━━ DATA EXCERPTS ━━
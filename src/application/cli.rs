#[cfg(test)]
#[path = "cli_test.rs"]
mod tests;

use std::io;
use std::path;
use std::path::Path;
use std::path::PathBuf;
use std::sync::Arc;

use anyhow::bail;
use anyhow::Context;
use anyhow::Result;
use clap::builder::PossibleValuesParser;
use clap::value_parser;
use clap::Arg;
use clap::ArgAction;
use clap::ArgMatches;
use clap::Command;
use clap_complete::generate;
use clap_complete::Generator;
use clap_complete::Shell;
use owo_colors::OwoColorize;
use strum::VariantNames;
use tokio::fs;
use tokio::io::AsyncWriteExt;
use tracing_appender::non_blocking::NonBlocking;
use tracing_appender::non_blocking::WorkerGuard;

use crate::configuration::Config;
use crate::configuration::ConfigKey;
use crate::configuration::Settings;
use crate::domain::models::ConfirmPrompt;
use crate::domain::models::EditorName;
use crate::domain::models::GeneratedTest;
use crate::domain::models::PrompterRef;
use crate::domain::services::CredentialStore;
use crate::domain::services::Themes;
use crate::domain::services::Workspace;
use crate::domain::services::WorkspaceApplier;
use crate::infrastructure::editors::EditorManager;
use crate::infrastructure::prompters::FixedPrompter;
use crate::infrastructure::prompters::TerminalPrompter;
use crate::infrastructure::secrets::file::FileSecretStore;

/// Written test files offered for opening after an apply.
pub const MAX_FILES_TO_OPEN: usize = 5;

pub const KEYS_HELP: &str = "KEYS:
- Tab / Shift+Tab: Move between fields.
- Enter: Log in, generate tests, analyze coverage or analyze requirements.
- Ctrl+N / Ctrl+B: Next or previous tab.
- Ctrl+T: Cycle the test type (unit, integration, stress).
- Up / Down: Select a generated test, or scroll results.
- Ctrl+E: Preview the selected generated test.
- Ctrl+A: Write generated tests into the workspace.
- Ctrl+X: Discard generated tests.
- Ctrl+R: Analyze test priority, or optimize requirements.
- Ctrl+S: Save the coverage report, or the optimized requirements.
- Ctrl+Y: Copy optimized requirements to the clipboard.
- Esc: Close results or the preview.
- Ctrl+L: Log out.
- Ctrl+C: Quit.";

fn print_completions<G: Generator>(gen: G, cmd: &mut Command) {
    generate(gen, cmd, cmd.get_name().to_string(), &mut io::stdout());
    std::process::exit(0);
}

async fn create_config_file() -> Result<()> {
    let config_file_path_str = Config::default(ConfigKey::ConfigFile);
    let config_file_path = path::PathBuf::from(&config_file_path_str);
    if config_file_path.exists() {
        bail!(format!(
            "Config file already exists at {config_file_path_str}"
        ));
    }

    if let Some(parent) = config_file_path.parent() {
        if !parent.exists() {
            fs::create_dir_all(parent).await?;
        }
    }

    let mut file = fs::File::create(config_file_path.clone()).await?;
    file.write_all(Config::serialize_default(build()).as_bytes())
        .await?;

    println!(
        "Created default config file at {}",
        config_file_path.display()
    );
    return Ok(());
}

pub fn log_path() -> PathBuf {
    if let Ok(dir) = std::env::var("DEVEXY_LOG_DIR") {
        return PathBuf::from(dir).join("debug.log");
    }

    return dirs::cache_dir()
        .unwrap_or_else(|| return PathBuf::from("."))
        .join("devexy/debug.log");
}

/// Non-blocking writer for the debug log. Lines buffered in the writer only
/// reach the file once the guard is dropped.
pub fn log_writer(log_path: &Path) -> (NonBlocking, WorkerGuard) {
    let dir = log_path
        .parent()
        .map(|dir| return dir.to_path_buf())
        .unwrap_or_default();
    let file_name = log_path
        .file_name()
        .map(|name| return name.to_os_string())
        .unwrap_or_else(|| return "debug.log".into());

    return tracing_appender::non_blocking(tracing_appender::rolling::never(dir, file_name));
}

async fn logout() -> Result<()> {
    let settings = Settings::from_config();
    let credentials = CredentialStore::new(Box::new(FileSecretStore::new(
        settings.credentials_file,
    )));
    credentials.clear().await?;

    println!("Successfully logged out from DevExy");
    return Ok(());
}

/// Writes a JSON array of generated tests into the workspace, then offers to
/// open the first few written files.
async fn apply_tests_file(file: &str, assume_yes: bool) -> Result<()> {
    let payload = fs::read_to_string(file)
        .await
        .with_context(|| return format!("Failed to read {file}"))?;
    let tests: Vec<GeneratedTest> = serde_json::from_str(&payload)
        .with_context(|| return format!("{file} is not a list of generated tests"))?;

    let settings = Settings::from_config();
    let prompter: PrompterRef = if assume_yes {
        Arc::new(FixedPrompter { answer: true })
    } else {
        Arc::new(TerminalPrompter {})
    };
    let workspace = Workspace::open(settings.workspace.clone());
    let applier = WorkspaceApplier::new(workspace, prompter.clone());

    let report = applier.apply(&tests).await?;
    if report.failed.is_empty() {
        println!("{}", report.summary().green());
    } else {
        println!("{}", report.summary().red());
    }

    if report.succeeded.is_empty() {
        return Ok(());
    }

    let open = prompter
        .confirm(ConfirmPrompt::open_files(report.succeeded.len()))
        .await?;
    if !open {
        return Ok(());
    }

    let paths = match applier.workspace() {
        Some(workspace) => report
            .succeeded
            .iter()
            .take(MAX_FILES_TO_OPEN)
            .map(|filepath| return workspace.resolve(filepath))
            .collect::<Vec<PathBuf>>(),
        None => vec![],
    };
    EditorManager::get(settings.editor).open(&paths).await?;

    return Ok(());
}

fn subcommand_apply() -> Command {
    return Command::new("apply")
        .about("Writes generated tests from a JSON file into the workspace.")
        .arg(
            Arg::new("file")
                .short('f')
                .long("file")
                .help("JSON array of generated tests, each with a filepath and content.")
                .num_args(1)
                .required(true),
        )
        .arg(
            Arg::new("yes")
                .short('y')
                .long("yes")
                .help("Overwrite existing files and open written files without asking.")
                .action(ArgAction::SetTrue),
        );
}

fn subcommand_completions() -> Command {
    return Command::new("completions")
        .about("Generates shell completions.")
        .arg(
            clap::Arg::new("shell")
                .short('s')
                .long("shell")
                .help("Which shell to generate completions for.")
                .action(ArgAction::Set)
                .value_parser(value_parser!(Shell))
                .required(true),
        );
}

fn subcommand_config() -> Command {
    return Command::new("config")
        .about("Configuration file options.")
        .subcommand(
            Command::new("create").about("Saves the default config file to the configuration file path. This command will fail if the file exists already.")
        )
        .subcommand(
            Command::new("default").about("Outputs the default configuration file to stdout.")
        )
        .subcommand(
            Command::new("path").about("Returns the default path for the configuration file.")
        );
}

fn subcommand_debug() -> Command {
    let mut cmd = Command::new("debug");
    cmd = cmd.about("Debug helpers for DevExy")
        .hide(true)
        .subcommand(
            Command::new("themes").about("List all supported code highlighting themes.")
        )
        .subcommand(
            Command::new("log-path").about("Output path to debug log file generated when running DevExy with environment variable RUST_LOG=devexy")
        )
        .subcommand(
            Command::new("enum-config").about("List all config keys as strings.")
        );

    return cmd;
}

fn arg_timeout(key: ConfigKey, env: &'static str, call_site: &str) -> Arg {
    return Arg::new(key.to_string())
        .long(key.to_string())
        .env(env)
        .num_args(1)
        .help(format!(
            "Seconds to wait for {call_site} before timing out. [default: {}]",
            Config::default(key)
        ))
        .value_parser(|val: &str| -> Result<String, String> {
            match val.parse::<u64>() {
                Ok(secs) if secs > 0 => return Ok(val.to_string()),
                _ => return Err("timeouts must be a positive number of seconds".to_string()),
            }
        })
        .global(true);
}

pub fn build() -> Command {
    let about = format!(
        "{}\n\nVersion: {}",
        env!("CARGO_PKG_DESCRIPTION"),
        env!("CARGO_PKG_VERSION"),
    );

    let keys_help = KEYS_HELP
        .split('\n')
        .map(|line| {
            if line.starts_with('-') {
                return format!("  {line}");
            }
            return line.bold().underline().to_string();
        })
        .collect::<Vec<String>>()
        .join("\n");

    return Command::new("devexy")
        .about(about)
        .author(env!("CARGO_PKG_AUTHORS"))
        .version(env!("CARGO_PKG_VERSION"))
        .after_help(keys_help)
        .arg_required_else_help(false)
        .subcommand(subcommand_apply())
        .subcommand(subcommand_completions())
        .subcommand(subcommand_config())
        .subcommand(subcommand_debug())
        .subcommand(Command::new("logout").about("Removes the stored DevExy credentials."))
        .arg(
            Arg::new(ConfigKey::ConfigFile.to_string())
                .short('c')
                .long(ConfigKey::ConfigFile.to_string())
                .env("DEVEXY_CONFIG_FILE")
                .num_args(1)
                .help(format!("Path to configuration file [default: {}]", Config::default(ConfigKey::ConfigFile)))
                .global(true)
        )
        .arg(
            Arg::new(ConfigKey::BackendURL.to_string())
                .short('u')
                .long(ConfigKey::BackendURL.to_string())
                .env("DEVEXY_BACKEND_URL")
                .num_args(1)
                .help(format!("DevExy backend API URL. [default: {}]", Config::default(ConfigKey::BackendURL)))
                .global(true),
        )
        .arg(
            Arg::new(ConfigKey::Workspace.to_string())
                .short('w')
                .long(ConfigKey::Workspace.to_string())
                .env("DEVEXY_WORKSPACE")
                .num_args(1)
                .help("Workspace folder that file paths resolve against. [default: current directory]")
                .global(true),
        )
        .arg(
            Arg::new(ConfigKey::CredentialsFile.to_string())
                .long(ConfigKey::CredentialsFile.to_string())
                .env("DEVEXY_CREDENTIALS_FILE")
                .num_args(1)
                .help(format!("File the login token and username are stored in. [default: {}]", Config::default(ConfigKey::CredentialsFile)))
                .global(true),
        )
        .arg(
            Arg::new(ConfigKey::Editor.to_string())
                .short('e')
                .long(ConfigKey::Editor.to_string())
                .env("DEVEXY_EDITOR")
                .num_args(1)
                .help(format!("How written test files are opened. 'external' uses $VISUAL or $EDITOR. [default: {}]", Config::default(ConfigKey::Editor)))
                .value_parser(PossibleValuesParser::new(EditorName::VARIANTS))
                .global(true),
        )
        .arg(arg_timeout(ConfigKey::UnitTestsTimeout, "DEVEXY_UNIT_TESTS_TIMEOUT", "unit test generation"))
        .arg(arg_timeout(ConfigKey::IntegrationTestsTimeout, "DEVEXY_INTEGRATION_TESTS_TIMEOUT", "integration test generation"))
        .arg(arg_timeout(ConfigKey::StressTestsTimeout, "DEVEXY_STRESS_TESTS_TIMEOUT", "stress test generation"))
        .arg(arg_timeout(ConfigKey::CoverageTimeout, "DEVEXY_COVERAGE_TIMEOUT", "coverage analysis"))
        .arg(arg_timeout(ConfigKey::PriorityTimeout, "DEVEXY_PRIORITY_TIMEOUT", "test priority analysis"))
        .arg(arg_timeout(ConfigKey::RequirementsTimeout, "DEVEXY_REQUIREMENTS_TIMEOUT", "requirements analysis and optimization"));
}

async fn load(matches: &ArgMatches, subcmd_matches: Option<&ArgMatches>) -> Result<()> {
    let mut all = vec![matches];
    if let Some(subcmd_matches) = subcmd_matches {
        all.push(subcmd_matches);
    }

    return Config::load(build(), all).await;
}

pub async fn parse() -> Result<bool> {
    let matches = build().get_matches();

    match matches.subcommand() {
        Some(("debug", debug_matches)) => {
            match debug_matches.subcommand() {
                Some(("themes", _)) => {
                    println!("{}", Themes::list().join("\n"));
                }
                Some(("log-path", _)) => {
                    println!("{}", log_path().display());
                }
                Some(("enum-config", _)) => {
                    let res = ConfigKey::VARIANTS.join("\n");
                    println!("{}", res);
                }
                _ => {
                    subcommand_debug().print_long_help()?;
                }
            }

            return Ok(false);
        }
        Some(("apply", subcmd_matches)) => {
            load(&matches, Some(subcmd_matches)).await?;
            let file = subcmd_matches
                .get_one::<String>("file")
                .map(|e| return e.to_string())
                .unwrap_or_default();
            apply_tests_file(&file, subcmd_matches.get_flag("yes")).await?;
            return Ok(false);
        }
        Some(("logout", subcmd_matches)) => {
            load(&matches, Some(subcmd_matches)).await?;
            logout().await?;
            return Ok(false);
        }
        Some(("completions", subcmd_matches)) => {
            if let Some(completions) = subcmd_matches.get_one::<Shell>("shell").copied() {
                let mut app = build();
                print_completions(completions, &mut app);
            }
        }
        Some(("config", subcmd_matches)) => match subcmd_matches.subcommand() {
            Some(("create", _)) => {
                create_config_file().await?;
                return Ok(false);
            }
            Some(("default", _)) => {
                println!("{}", Config::serialize_default(build()));
                return Ok(false);
            }
            Some(("path", _)) => {
                println!("{}", Config::default(ConfigKey::ConfigFile));
                return Ok(false);
            }
            _ => {
                subcommand_config().print_long_help()?;
                return Ok(false);
            }
        },
        _ => {
            load(&matches, None).await?;
        }
    }

    return Ok(true);
}
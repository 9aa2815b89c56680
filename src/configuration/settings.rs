use std::collections::HashMap;
use std::path::PathBuf;
use std::time::Duration;

use strum::IntoEnumIterator;

use super::Config;
use super::ConfigKey;
use crate::domain::models::EditorName;
use crate::domain::models::Operation;

/// Everything a component needs from configuration, resolved once at startup
/// and handed to constructors.
#[derive(Clone, Debug)]
pub struct Settings {
    pub backend_url: String,
    pub workspace: Option<PathBuf>,
    pub credentials_file: PathBuf,
    pub editor: EditorName,
    timeouts: HashMap<Operation, Duration>,
}

impl Settings {
    pub fn new(backend_url: &str, workspace: Option<PathBuf>, credentials_file: PathBuf) -> Settings {
        return Settings {
            backend_url: backend_url.trim_end_matches('/').to_string(),
            workspace,
            credentials_file,
            editor: EditorName::External,
            timeouts: HashMap::new(),
        };
    }

    pub fn from_config() -> Settings {
        let workspace = PathBuf::from(Config::get(ConfigKey::Workspace));
        let workspace = if workspace.as_os_str().is_empty() || !workspace.is_dir() {
            None
        } else {
            Some(workspace)
        };

        let mut settings = Settings::new(
            &Config::get(ConfigKey::BackendURL),
            workspace,
            PathBuf::from(Config::get(ConfigKey::CredentialsFile)),
        );

        if let Some(editor) = EditorName::parse(&Config::get(ConfigKey::Editor)) {
            settings.editor = editor;
        }

        for operation in Operation::iter() {
            if let Ok(secs) = Config::get(ConfigKey::timeout_for(operation)).parse::<u64>() {
                settings = settings.with_timeout(operation, Duration::from_secs(secs));
            }
        }

        return settings;
    }

    pub fn with_timeout(mut self, operation: Operation, timeout: Duration) -> Settings {
        self.timeouts.insert(operation, timeout);
        return self;
    }

    pub fn timeout(&self, operation: Operation) -> Duration {
        return self
            .timeouts
            .get(&operation)
            .copied()
            .unwrap_or_else(|| return operation.default_timeout());
    }
}
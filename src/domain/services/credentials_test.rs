use anyhow::Result;

use super::CredentialStore;
use super::TOKEN_KEY;
use super::USERNAME_KEY;
use crate::domain::models::Credential;
use crate::domain::models::DevexyError;
use crate::infrastructure::secrets::memory::MemorySecretStore;

fn store() -> (CredentialStore, MemorySecretStore) {
    let secrets = MemorySecretStore::default();
    return (CredentialStore::new(Box::new(secrets.clone())), secrets);
}

#[tokio::test]
async fn it_starts_logged_out() -> Result<()> {
    let (credentials, _secrets) = store();
    assert!(!credentials.is_logged_in().await?);
    assert_eq!(credentials.get().await?, None);
    assert_eq!(credentials.credential().await?, None);

    return Ok(());
}

#[tokio::test]
async fn it_stores_token_and_username() -> Result<()> {
    let (credentials, secrets) = store();
    credentials.store("abc", Some("alice")).await?;

    assert!(credentials.is_logged_in().await?);
    assert_eq!(
        credentials.credential().await?,
        Some(Credential {
            token: "abc".to_string(),
            username: Some("alice".to_string()),
        })
    );
    assert_eq!(
        secrets.values.get(TOKEN_KEY).map(|e| return e.to_string()),
        Some("abc".to_string())
    );

    return Ok(());
}

#[tokio::test]
async fn it_drops_stale_username() -> Result<()> {
    let (credentials, secrets) = store();
    credentials.store("abc", Some("alice")).await?;
    credentials.store("def", None).await?;

    assert_eq!(credentials.token().await?, "def");
    assert_eq!(credentials.username().await?, None);
    assert!(!secrets.values.contains_key(USERNAME_KEY));

    return Ok(());
}

#[tokio::test]
async fn it_treats_empty_token_as_logged_out() -> Result<()> {
    let (credentials, _secrets) = store();
    credentials.store("", Some("alice")).await?;

    assert!(!credentials.is_logged_in().await?);

    return Ok(());
}

#[tokio::test]
async fn it_clears_idempotently() -> Result<()> {
    let (credentials, _secrets) = store();
    credentials.store("abc", Some("alice")).await?;
    credentials.clear().await?;
    credentials.clear().await?;

    assert!(!credentials.is_logged_in().await?);
    assert_eq!(credentials.username().await?, None);

    return Ok(());
}

#[tokio::test]
async fn it_fails_token_lookup_with_auth_error() -> Result<()> {
    let (credentials, _secrets) = store();
    let err = credentials.token().await.unwrap_err();

    assert_eq!(
        err.downcast_ref::<DevexyError>(),
        Some(&DevexyError::not_logged_in())
    );

    return Ok(());
}

#[tokio::test]
async fn it_propagates_storage_failures() -> Result<()> {
    let credentials = CredentialStore::new(Box::new(MemorySecretStore::failing()));
    assert!(credentials.store("abc", None).await.is_err());
    assert!(credentials.is_logged_in().await.is_err());

    return Ok(());
}
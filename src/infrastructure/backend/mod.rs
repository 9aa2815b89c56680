mod devexy;

pub use devexy::*;
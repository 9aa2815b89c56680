#[cfg(test)]
#[path = "tui_test.rs"]
mod tests;

use anyhow::anyhow;
use anyhow::Result;
use async_trait::async_trait;
use tokio::sync::mpsc;
use tokio::sync::oneshot;

use crate::domain::models::ConfirmPrompt;
use crate::domain::models::ConfirmRequest;
use crate::domain::models::Event;
use crate::domain::models::Prompter;

/// Shows the prompt as a modal in the running UI and waits for the answer.
pub struct TuiPrompter {
    tx: mpsc::UnboundedSender<Event>,
}

impl TuiPrompter {
    pub fn new(tx: mpsc::UnboundedSender<Event>) -> TuiPrompter {
        return TuiPrompter { tx };
    }
}

#[async_trait]
impl Prompter for TuiPrompter {
    #[allow(clippy::implicit_return)]
    async fn confirm(&self, prompt: ConfirmPrompt) -> Result<bool> {
        let (reply, answer) = oneshot::channel();
        self.tx
            .send(Event::Confirm(ConfirmRequest { prompt, reply }))
            .map_err(|_| return anyhow!("UI is not running"))?;

        // A modal dismissed by shutdown drops the sender, which reads as a
        // decline.
        return Ok(answer.await.unwrap_or(false));
    }
}
/// The single stored login. Absence of a credential means logged out.
#[derive(Clone, Debug, PartialEq, Eq)]
pub struct Credential {
    pub token: String,
    pub username: Option<String>,
}
#[cfg(test)]
#[path = "sidebar_test.rs"]
mod tests;

use std::future::Future;
use std::path::PathBuf;
use std::sync::Arc;
use std::sync::Mutex as StdMutex;
use std::sync::PoisonError;

use anyhow::Result;
use dashmap::DashSet;
use tokio::sync::mpsc;
use tokio::sync::Mutex;
use tokio::task::JoinSet;

use super::clipboard::ClipboardService;
use super::coverage_report;
use super::display_path;
use super::select_files;
use super::CredentialStore;
use super::ProgressSink;
use super::WorkspaceApplier;
use super::WriteOutcome;
use crate::domain::models::Action;
use crate::domain::models::CoverageAnalysisResponse;
use crate::domain::models::DevexyError;
use crate::domain::models::Event;
use crate::domain::models::GeneratedTest;
use crate::domain::models::Operation;
use crate::domain::models::Panel;
use crate::domain::models::Status;
use crate::domain::models::StatusUpdate;
use crate::domain::models::TestType;
use crate::infrastructure::backend::DevexyClient;
use crate::infrastructure::backend::RequirementsInput;

/// Selections and results of the current session. Files are stored as
/// absolute paths and re-read on every request.
#[derive(Default)]
pub struct SessionState {
    pub source_files: Vec<PathBuf>,
    pub test_files: Vec<PathBuf>,
    pub criticality_context: String,
    pub requirements_file: Option<PathBuf>,
    pub requirements_source_files: Vec<PathBuf>,
    /// Set when the latest selection of that kind failed and its error is
    /// already on screen.
    pub source_files_failed: bool,
    pub test_files_failed: bool,
    pub requirements_file_failed: bool,
    pub generated_tests: Vec<GeneratedTest>,
    pub coverage: Option<CoverageAnalysisResponse>,
}

/// Marks a panel busy until dropped. A second trigger for a busy panel is
/// ignored.
struct InFlight {
    panel: Panel,
    panels: Arc<DashSet<Panel>>,
}

impl InFlight {
    fn acquire(panels: &Arc<DashSet<Panel>>, panel: Panel) -> Option<InFlight> {
        if !panels.insert(panel) {
            return None;
        }

        return Some(InFlight {
            panel,
            panels: panels.clone(),
        });
    }
}

impl Drop for InFlight {
    fn drop(&mut self) {
        self.panels.remove(&self.panel);
    }
}

/// Event sender bound to the login session it was created in. Once that
/// session is logged out, its events are dropped.
#[derive(Clone)]
struct SessionEvents {
    tx: mpsc::UnboundedSender<Event>,
    epoch: Arc<StdMutex<u64>>,
    seen: u64,
}

impl SessionEvents {
    fn new(tx: mpsc::UnboundedSender<Event>) -> SessionEvents {
        return SessionEvents {
            tx,
            epoch: Arc::new(StdMutex::new(0)),
            seen: 0,
        };
    }

    fn send_unchecked(&self, event: Event) {
        if self.tx.send(event).is_err() {
            tracing::debug!("UI is gone, dropping event");
        }
    }

    fn send(&self, event: Event) {
        let epoch = self.epoch.lock().unwrap_or_else(PoisonError::into_inner);
        if *epoch != self.seen {
            tracing::debug!("dropping event from a logged out session");
            return;
        }

        self.send_unchecked(event);
    }

    fn is_current(&self) -> bool {
        let epoch = self.epoch.lock().unwrap_or_else(PoisonError::into_inner);
        return *epoch == self.seen;
    }

    /// Ends the current session, sending `event` as its last word.
    fn renew(&self, event: Event) -> SessionEvents {
        let mut epoch = self.epoch.lock().unwrap_or_else(PoisonError::into_inner);
        *epoch += 1;
        self.send_unchecked(event);

        return SessionEvents {
            tx: self.tx.clone(),
            epoch: self.epoch.clone(),
            seen: *epoch,
        };
    }
}

fn emit(events: &SessionEvents, event: Event) {
    events.send(event);
}

fn status(events: &SessionEvents, panel: Panel, status: Status, message: &str) {
    emit(
        events,
        Event::UpdateStatus(StatusUpdate::new(panel, status, message)),
    );
}

fn progress_sink(events: &SessionEvents, panel: Panel) -> ProgressSink {
    let events = events.clone();
    return Arc::new(move |message: &str| {
        emit(
            &events,
            Event::UpdateProgress {
                panel,
                message: message.to_string(),
            },
        );
    });
}

/// Typed failures already read well on their own, anything else gets the
/// operation as context.
pub fn failure_message(label: &str, err: &anyhow::Error) -> String {
    if err.downcast_ref::<DevexyError>().is_some() {
        return err.to_string();
    }

    return format!("{label} failed: {err}");
}

fn report_failure(tx: &SessionEvents, panel: Panel, label: &str, err: anyhow::Error) {
    if DevexyError::is_cancelled(&err) {
        tracing::info!(panel = %panel, "operation cancelled");
        status(tx, panel, Status::Idle, "Cancelled.");
        return;
    }

    tracing::error!(panel = %panel, error = ?err, "operation failed");
    status(tx, panel, Status::Error, &failure_message(label, &err));
}

async fn broadcast_login_status(credentials: &CredentialStore, tx: &SessionEvents) {
    let event = match credentials.credential().await {
        Ok(Some(credential)) => Event::LoginStatus {
            logged_in: true,
            username: credential.username,
        },
        Ok(None) => Event::LoginStatus {
            logged_in: false,
            username: None,
        },
        Err(err) => {
            tracing::warn!(error = ?err, "failed to read credentials");
            Event::LoginStatus {
                logged_in: false,
                username: None,
            }
        }
    };

    emit(tx, event);
}

/// Owns the session and turns UI actions into backend calls. Long running
/// work runs on workers so the UI keeps receiving progress.
pub struct SidebarController {
    client: Arc<DevexyClient>,
    credentials: Arc<CredentialStore>,
    applier: Arc<WorkspaceApplier>,
    clipboard: Option<ClipboardService>,
    tx: SessionEvents,
    session: Arc<Mutex<SessionState>>,
    in_flight: Arc<DashSet<Panel>>,
    workers: JoinSet<()>,
}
━━━
Examine the records and pull out every line where the string "EditorName" occurs.

use crate::domain::models::EditorName;
                .value_parser(PossibleValuesParser::new(EditorName::VARIANTS))
use crate::domain::models::EditorName;
    pub editor: EditorName,
            editor: EditorName::External,
        if let Some(editor) = EditorName::parse(&Config::get(ConfigKey::Editor)) {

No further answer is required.